:: Saved data entries ::
□ □ □ □ □ □ □
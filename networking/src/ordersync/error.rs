use std::time::Duration;

use libp2p_identity::PeerId;
use thiserror::Error;

use super::protocol::SubprotocolVersion;
use super::store::StoreError;
use super::transport::TransportError;

#[derive(Debug, Error)]
pub enum OrdersyncError {
    #[error("no compatible ordersync version (offered {offered:?}, peer supports {supported:?})")]
    NoCompatibleVersion {
        offered: Vec<SubprotocolVersion>,
        supported: Vec<SubprotocolVersion>,
    },

    #[error("transport error: {0}")]
    Transport(#[from] TransportError),

    #[error("session exceeded {0:?}")]
    SessionTimeout(Duration),

    #[error("session exceeded {max_pages} pages")]
    BudgetExceeded { max_pages: usize },

    #[error("session cancelled")]
    Cancelled,

    #[error("order store error: {0}")]
    Store(#[from] StoreError),

    #[error("protocol violation: {0}")]
    Protocol(String),

    #[error("peer {0} already has an active session")]
    AlreadySyncing(PeerId),

    #[error("peer {peer} is backing off for another {retry_in:?}")]
    BackingOff { peer: PeerId, retry_in: Duration },
}

impl OrdersyncError {
    /// The trigger was ignored and no session ran.
    pub fn is_skip(&self) -> bool {
        matches!(self, Self::AlreadySyncing(_) | Self::BackingOff { .. })
    }

    /// The peer should not be retried until its backoff expires.
    pub fn penalizes_peer(&self) -> bool {
        !self.is_skip() && !matches!(self, Self::Cancelled)
    }

    /// Short label used for logs and metrics.
    pub fn label(&self) -> &'static str {
        match self {
            Self::NoCompatibleVersion { .. } => "no_compatible_version",
            Self::Transport(_) => "transport",
            Self::SessionTimeout(_) => "session_timeout",
            Self::BudgetExceeded { .. } => "budget_exceeded",
            Self::Cancelled => "cancelled",
            Self::Store(_) => "store",
            Self::Protocol(_) => "protocol",
            Self::AlreadySyncing(_) => "already_syncing",
            Self::BackingOff { .. } => "backing_off",
        }
    }
}
mod behaviour;
mod service;
mod transport;

pub use behaviour::{MeshNetworkBehaviour, MeshNetworkBehaviourEvent};
pub use service::{NetworkService, NetworkServiceConfig};
pub use transport::{OutboundRequest, SwarmTransport};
□ □ □ □ □ □ □
The answer should consist solely of the lines from the first line above through the one with "no session ran.", both included, repeated exactly.

filename networking/src/ordersync/error.rs
use std::time::Duration;

use libp2p_identity::PeerId;
use thiserror::Error;

use super::protocol::SubprotocolVersion;
use super::store::StoreError;
use super::transport::TransportError;

#[derive(Debug, Error)]
pub enum OrdersyncError {
    #[error("no compatible ordersync version (offered {offered:?}, peer supports {supported:?})")]
    NoCompatibleVersion {
        offered: Vec<SubprotocolVersion>,
        supported: Vec<SubprotocolVersion>,
    },

    #[error("transport error: {0}")]
    Transport(#[from] TransportError),

    #[error("session exceeded {0:?}")]
    SessionTimeout(Duration),

    #[error("session exceeded {max_pages} pages")]
    BudgetExceeded { max_pages: usize },

    #[error("session cancelled")]
    Cancelled,

    #[error("order store error: {0}")]
    Store(#[from] StoreError),

    #[error("protocol violation: {0}")]
    Protocol(String),

    #[error("peer {0} already has an active session")]
    AlreadySyncing(PeerId),

    #[error("peer {peer} is backing off for another {retry_in:?}")]
    BackingOff { peer: PeerId, retry_in: Duration },
}

impl OrdersyncError {
    /// The trigger was ignored and no session ran.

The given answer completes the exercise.